• Instructions to follow
Print the listing below from its opening line through the line holding "Version 2.0 (the", both ends included.

• Input data
// Licensed to the Apache Software Foundation (ASF) under one
// or more contributor license agreements.  See the NOTICE file
// distributed with this work for additional information
// regarding copyright ownership.  The ASF licenses this file
// to you under the Apache License, Version 2.0 (the
// "License"); you may not use this file except in compliance
// with the License.  You may obtain a copy of the License at
//
//   http://www.apache.org/licenses/LICENSE-2.0
//
// Unless required by applicable law or agreed to in writing,
// software distributed under the License is distributed on an
// "AS IS" BASIS, WITHOUT WARRANTIES OR CONDITIONS OF ANY
// KIND, either express or implied.  See the License for the
// specific language governing permissions and limitations
// under the License.

//! Schema-driven decoding of the body of a PLY stream.

mod ascii;
mod binary;

use crate::{
    PlyResult,
    error::Error,
    reader::RecordSink,
    schema::{Format, Header},
    types::Value,
};
use log::debug;
use std::io::BufRead;

/// Decode the body of a PLY stream.
///
/// For each element in schema order, reads exactly `count` records and hands
/// each one to the sink. The stream must be positioned at the first body
/// byte, i.e. immediately after `end_header`.
pub(crate) fn read_body<R: BufRead, S: RecordSink>(
    reader: &mut R,
    header: &Header,
    sink: &mut S,
) -> PlyResult<()> {
    for element in &header.elements {
        debug!("decoding {} '{}' records", element.count, element.name);
        for _ in 0..element.count {
            let record = match header.format {
                Format::Ascii => ascii::read_record(reader, element)?,
                Format::BinaryBigEndian => {
                    binary::read_record(reader, element, binary::ByteOrder::Big)?
                }
                Format::BinaryLittleEndian => {
                    binary::read_record(reader, element, binary::ByteOrder::Little)?
                }
            };
            sink.accept(element, record)?;
        }
    }
    Ok(())
}

/// Convert a decoded index value into a list length.
fn list_length(value: Value) -> PlyResult<usize> {
    value
        .as_u64()
        .and_then(|length| usize::try_from(length).ok())
        .ok_or_else(|| Error::ListLength(format!("{value:?}")))
}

• The answer
// Licensed to the Apache Software Foundation (ASF) under one
// or more contributor license agreements.  See the NOTICE file
// distributed with this work for additional information
// regarding copyright ownership.  The ASF licenses this file
// to you under the Apache License, Version 2.0 (the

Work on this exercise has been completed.